(Data to examine begins)
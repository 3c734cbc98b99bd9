//! The StackLang machine.
//!
//! Interprets a program over a sentence of terminals, tracking only what
//! the differential tester can observe: whether the run accepts,
//! rejects, or runs off the end of the input. Host primitives are
//! opaque, except the designated token-fetch call which feeds terminals
//! from the sentence.
use rustc_hash::FxHashMap;
use smol_str::SmolStr;
use stacklang_ir::{
    Block, Label, Nonterminal, Pattern, Primitive, Program, Register, Terminal, TokenPat,
};

/// What one interpreter run produced.
#[derive(Debug, Clone, Copy, PartialEq, Eq)]
pub enum Outcome {
    Accepted,
    Rejected,
    /// The parser demanded a token past the end of the sentence.
    Overshoot,
}

impl std::fmt::Display for Outcome {
    fn fmt(&self, f: &mut std::fmt::Formatter<'_>) -> std::fmt::Result {
        match self {
            Outcome::Accepted => write!(f, "accepted"),
            Outcome::Rejected => write!(f, "rejected"),
            Outcome::Overshoot => write!(f, "overshoot"),
        }
    }
}

/// A value a register or stack cell can hold at run time. Semantic
/// payloads are opaque; only tags and tokens drive control flow.
#[derive(Debug, Clone, PartialEq, Eq)]
pub enum MachineValue {
    Tag(stacklang_ir::Tag),
    Token(Terminal),
    Tuple(Vec<MachineValue>),
    Unit,
    Opaque,
}

#[derive(Debug, Clone)]
pub struct MachineConfig {
    /// Name of the host call that yields the next token.
    pub fetch_token: SmolStr,
    pub trace: bool,
    /// Fuel; exhausting it means a pass introduced divergence.
    pub max_steps: usize,
}

impl Default for MachineConfig {
    fn default() -> Self {
        Self {
            fetch_token: "discard".into(),
            trace: false,
            max_steps: 1_000_000,
        }
    }
}

pub struct Machine<'a> {
    program: &'a Program,
    config: MachineConfig,
}

enum Step<'a> {
    Done(Outcome),
    Goto(&'a Label),
}

struct RunState<'a> {
    regs: FxHashMap<Register, MachineValue>,
    stack: Vec<MachineValue>,
    input: std::slice::Iter<'a, Terminal>,
    steps: usize,
}

impl<'a> Machine<'a> {
    pub fn new(program: &'a Program) -> Self {
        Self::with_config(program, MachineConfig::default())
    }

    pub fn with_config(program: &'a Program, config: MachineConfig) -> Self {
        Self { program, config }
    }

    /// Runs the program from `entry` over `sentence`.
    pub fn run(&self, entry: Nonterminal, sentence: &[Terminal]) -> Outcome {
        let mut label = self
            .program
            .entry
            .get(&entry)
            .unwrap_or_else(|| panic!("no entry point for {entry}"));
        let mut state = RunState {
            regs: FxHashMap::default(),
            stack: Vec::new(),
            input: sentence.iter(),
            steps: 0,
        };

        loop {
            let typed = self
                .program
                .block(label)
                .unwrap_or_else(|| panic!("jump to missing label {label}"));
            match self.exec(&mut state, &typed.block) {
                Step::Done(outcome) => return outcome,
                Step::Goto(next) => label = next,
            }
        }
    }

    fn exec(&self, st: &mut RunState<'_>, block: &'a Block) -> Step<'a> {
        let mut cur = block;
        loop {
            st.steps += 1;
            assert!(
                st.steps <= self.config.max_steps,
                "interpreter exceeded {} steps",
                self.config.max_steps
            );

            match cur {
                Block::Need(rs, k) => {
                    st.regs.retain(|r, _| rs.contains(r));
                    cur = k;
                }
                Block::Push(v, _, k) => {
                    let value = self.eval(st, v);
                    st.stack.push(value);
                    cur = k;
                }
                Block::Pop(p, k) => {
                    let value = st.stack.pop().expect("pop on an empty stack");
                    self.bind(st, p, value);
                    cur = k;
                }
                Block::Def(bindings, k) => {
                    self.assign(st, bindings);
                    cur = k;
                }
                Block::Prim(r, p, k) => match self.eval_prim(st, p) {
                    Ok(value) => {
                        st.regs.insert(r.clone(), value);
                        cur = k;
                    }
                    Err(outcome) => return Step::Done(outcome),
                },
                Block::Trace(msg, k) => {
                    if self.config.trace {
                        eprintln!("{msg}");
                    }
                    cur = k;
                }
                Block::Comment(_, k) => cur = k,
                Block::Die => return Step::Done(Outcome::Rejected),
                Block::Return(_) => return Step::Done(Outcome::Accepted),
                Block::Jump(bindings, target) => {
                    self.assign(st, bindings);
                    return Step::Goto(target);
                }
                Block::CaseToken(r, branches, default) => {
                    let tok = match &st.regs[r] {
                        MachineValue::Token(t) => *t,
                        other => panic!("case token on non-token value {other:?}"),
                    };
                    let mut taken = None;
                    for branch in branches {
                        match &branch.pat {
                            TokenPat::Single(t, payload) if *t == tok => {
                                st.regs.insert(payload.clone(), MachineValue::Opaque);
                                taken = Some(&branch.body);
                                break;
                            }
                            TokenPat::Multiple(ts) if ts.contains(&tok) => {
                                taken = Some(&branch.body);
                                break;
                            }
                            _ => {}
                        }
                    }
                    match taken.or(default.as_deref()) {
                        Some(body) => cur = body,
                        None => return Step::Done(Outcome::Rejected),
                    }
                }
                Block::CaseTag(r, branches) => {
                    let tag = match &st.regs[r] {
                        MachineValue::Tag(t) => *t,
                        other => panic!("case tag on non-tag value {other:?}"),
                    };
                    let branch = branches
                        .iter()
                        .find(|br| br.tags.contains(&tag))
                        .unwrap_or_else(|| panic!("no branch for tag {tag}"));
                    cur = &branch.body;
                }
                Block::TypedBlock(t) => cur = &t.block,
            }
        }
    }

    fn eval(&self, st: &RunState<'_>, v: &stacklang_ir::Value) -> MachineValue {
        match v {
            stacklang_ir::Value::Tag(t) => MachineValue::Tag(*t),
            stacklang_ir::Value::Reg(r) => st
                .regs
                .get(r)
                .cloned()
                .unwrap_or_else(|| panic!("read of undefined register {r}")),
            stacklang_ir::Value::Tuple(vs) => {
                MachineValue::Tuple(vs.iter().map(|v| self.eval(st, v)).collect())
            }
            stacklang_ir::Value::Unit => MachineValue::Unit,
        }
    }

    fn bind(&self, st: &mut RunState<'_>, p: &Pattern, value: MachineValue) {
        match (p, value) {
            (Pattern::Wildcard, _) => {}
            (Pattern::Reg(r), value) => {
                st.regs.insert(r.clone(), value);
            }
            (Pattern::Tuple(ps), MachineValue::Tuple(vs)) => {
                assert_eq!(ps.len(), vs.len(), "tuple arity mismatch at a pop");
                for (p, v) in ps.iter().zip(vs) {
                    self.bind(st, p, v);
                }
            }
            (Pattern::Tuple(_), value) => {
                panic!("popped non-tuple value {value:?} into a tuple pattern")
            }
        }
    }

    /// Simultaneous assignment: every right-hand side is evaluated
    /// before any register changes.
    fn assign(&self, st: &mut RunState<'_>, bindings: &stacklang_ir::Subst) {
        let values: Vec<(Register, MachineValue)> = bindings
            .iter()
            .map(|(r, v)| (r.clone(), self.eval(st, v)))
            .collect();
        for (r, v) in values {
            st.regs.insert(r, v);
        }
    }

    fn eval_prim(&self, st: &mut RunState<'_>, p: &Primitive) -> Result<MachineValue, Outcome> {
        match p {
            Primitive::HostCall(name, _) if *name == self.config.fetch_token => {
                match st.input.next() {
                    Some(tok) => Ok(MachineValue::Token(*tok)),
                    None => Err(Outcome::Overshoot),
                }
            }
            Primitive::HostCall(..)
            | Primitive::FieldAccess(..)
            | Primitive::DummyPos
            | Primitive::Action(..) => Ok(MachineValue::Opaque),
        }
    }
}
(Data to examine ends)
Make an exact transcription of all the records.

■ **Solution to this problem**:
repository 3c734cbc98b99bd9
//! The StackLang machine.
//!
//! Interprets a program over a sentence of terminals, tracking only what
//! the differential tester can observe: whether the run accepts,
//! rejects, or runs off the end of the input. Host primitives are
//! opaque, except the designated token-fetch call which feeds terminals
//! from the sentence.
use rustc_hash::FxHashMap;
use smol_str::SmolStr;
use stacklang_ir::{
    Block, Label, Nonterminal, Pattern, Primitive, Program, Register, Terminal, TokenPat,
};

/// What one interpreter run produced.
#[derive(Debug, Clone, Copy, PartialEq, Eq)]
pub enum Outcome {
    Accepted,
    Rejected,
    /// The parser demanded a token past the end of the sentence.
    Overshoot,
}

impl std::fmt::Display for Outcome {
    fn fmt(&self, f: &mut std::fmt::Formatter<'_>) -> std::fmt::Result {
        match self {
            Outcome::Accepted => write!(f, "accepted"),
            Outcome::Rejected => write!(f, "rejected"),
            Outcome::Overshoot => write!(f, "overshoot"),
        }
    }
}

/// A value a register or stack cell can hold at run time. Semantic
/// payloads are opaque; only tags and tokens drive control flow.
#[derive(Debug, Clone, PartialEq, Eq)]
pub enum MachineValue {
    Tag(stacklang_ir::Tag),
    Token(Terminal),
    Tuple(Vec<MachineValue>),
    Unit,
    Opaque,
}

#[derive(Debug, Clone)]
pub struct MachineConfig {
    /// Name of the host call that yields the next token.
    pub fetch_token: SmolStr,
    pub trace: bool,
    /// Fuel; exhausting it means a pass introduced divergence.
    pub max_steps: usize,
}

impl Default for MachineConfig {
    fn default() -> Self {
        Self {
            fetch_token: "discard".into(),
            trace: false,
            max_steps: 1_000_000,
        }
    }
}

pub struct Machine<'a> {
    program: &'a Program,
    config: MachineConfig,
}

enum Step<'a> {
    Done(Outcome),
    Goto(&'a Label),
}

struct RunState<'a> {
    regs: FxHashMap<Register, MachineValue>,
    stack: Vec<MachineValue>,
    input: std::slice::Iter<'a, Terminal>,
    steps: usize,
}

impl<'a> Machine<'a> {
    pub fn new(program: &'a Program) -> Self {
        Self::with_config(program, MachineConfig::default())
    }

    pub fn with_config(program: &'a Program, config: MachineConfig) -> Self {
        Self { program, config }
    }

    /// Runs the program from `entry` over `sentence`.
    pub fn run(&self, entry: Nonterminal, sentence: &[Terminal]) -> Outcome {
        let mut label = self
            .program
            .entry
            .get(&entry)
            .unwrap_or_else(|| panic!("no entry point for {entry}"));
        let mut state = RunState {
            regs: FxHashMap::default(),
            stack: Vec::new(),
            input: sentence.iter(),
            steps: 0,
        };

        loop {
            let typed = self
                .program
                .block(label)
                .unwrap_or_else(|| panic!("jump to missing label {label}"));
            match self.exec(&mut state, &typed.block) {
                Step::Done(outcome) => return outcome,
                Step::Goto(next) => label = next,
            }
        }
    }

    fn exec(&self, st: &mut RunState<'_>, block: &'a Block) -> Step<'a> {
        let mut cur = block;
        loop {
            st.steps += 1;
            assert!(
                st.steps <= self.config.max_steps,
                "interpreter exceeded {} steps",
                self.config.max_steps
            );

            match cur {
                Block::Need(rs, k) => {
                    st.regs.retain(|r, _| rs.contains(r));
                    cur = k;
                }
                Block::Push(v, _, k) => {
                    let value = self.eval(st, v);
                    st.stack.push(value);
                    cur = k;
                }
                Block::Pop(p, k) => {
                    let value = st.stack.pop().expect("pop on an empty stack");
                    self.bind(st, p, value);
                    cur = k;
                }
                Block::Def(bindings, k) => {
                    self.assign(st, bindings);
                    cur = k;
                }
                Block::Prim(r, p, k) => match self.eval_prim(st, p) {
                    Ok(value) => {
                        st.regs.insert(r.clone(), value);
                        cur = k;
                    }
                    Err(outcome) => return Step::Done(outcome),
                },
                Block::Trace(msg, k) => {
                    if self.config.trace {
                        eprintln!("{msg}");
                    }
                    cur = k;
                }
                Block::Comment(_, k) => cur = k,
                Block::Die => return Step::Done(Outcome::Rejected),
                Block::Return(_) => return Step::Done(Outcome::Accepted),
                Block::Jump(bindings, target) => {
                    self.assign(st, bindings);
                    return Step::Goto(target);
                }
                Block::CaseToken(r, branches, default) => {
                    let tok = match &st.regs[r] {
                        MachineValue::Token(t) => *t,
                        other => panic!("case token on non-token value {other:?}"),
                    };
                    let mut taken = None;
                    for branch in branches {
                        match &branch.pat {
                            TokenPat::Single(t, payload) if *t == tok => {
                                st.regs.insert(payload.clone(), MachineValue::Opaque);
                                taken = Some(&branch.body);
                                break;
                            }
                            TokenPat::Multiple(ts) if ts.contains(&tok) => {
                                taken = Some(&branch.body);
                                break;
                            }
                            _ => {}
                        }
                    }
                    match taken.or(default.as_deref()) {
                        Some(body) => cur = body,
                        None => return Step::Done(Outcome::Rejected),
                    }
                }
                Block::CaseTag(r, branches) => {
                    let tag = match &st.regs[r] {
                        MachineValue::Tag(t) => *t,
                        other => panic!("case tag on non-tag value {other:?}"),
                    };
                    let branch = branches
                        .iter()
                        .find(|br| br.tags.contains(&tag))
                        .unwrap_or_else(|| panic!("no branch for tag {tag}"));
                    cur = &branch.body;
                }
                Block::TypedBlock(t) => cur = &t.block,
            }
        }
    }

    fn eval(&self, st: &RunState<'_>, v: &stacklang_ir::Value) -> MachineValue {
        match v {
            stacklang_ir::Value::Tag(t) => MachineValue::Tag(*t),
            stacklang_ir::Value::Reg(r) => st
                .regs
                .get(r)
                .cloned()
                .unwrap_or_else(|| panic!("read of undefined register {r}")),
            stacklang_ir::Value::Tuple(vs) => {
                MachineValue::Tuple(vs.iter().map(|v| self.eval(st, v)).collect())
            }
            stacklang_ir::Value::Unit => MachineValue::Unit,
        }
    }

    fn bind(&self, st: &mut RunState<'_>, p: &Pattern, value: MachineValue) {
        match (p, value) {
            (Pattern::Wildcard, _) => {}
            (Pattern::Reg(r), value) => {
                st.regs.insert(r.clone(), value);
            }
            (Pattern::Tuple(ps), MachineValue::Tuple(vs)) => {
                assert_eq!(ps.len(), vs.len(), "tuple arity mismatch at a pop");
                for (p, v) in ps.iter().zip(vs) {
                    self.bind(st, p, v);
                }
            }
            (Pattern::Tuple(_), value) => {
                panic!("popped non-tuple value {value:?} into a tuple pattern")
            }
        }
    }

    /// Simultaneous assignment: every right-hand side is evaluated
    /// before any register changes.
    fn assign(&self, st: &mut RunState<'_>, bindings: &stacklang_ir::Subst) {
        let values: Vec<(Register, MachineValue)> = bindings
            .iter()
            .map(|(r, v)| (r.clone(), self.eval(st, v)))
            .collect();
        for (r, v) in values {
            st.regs.insert(r, v);
        }
    }

    fn eval_prim(&self, st: &mut RunState<'_>, p: &Primitive) -> Result<MachineValue, Outcome> {
        match p {
            Primitive::HostCall(name, _) if *name == self.config.fetch_token => {
                match st.input.next() {
                    Some(tok) => Ok(MachineValue::Token(*tok)),
                    None => Err(Outcome::Overshoot),
                }
            }
            Primitive::HostCall(..)
            | Primitive::FieldAccess(..)
            | Primitive::DummyPos
            | Primitive::Action(..) => Ok(MachineValue::Opaque),
        }
    }
}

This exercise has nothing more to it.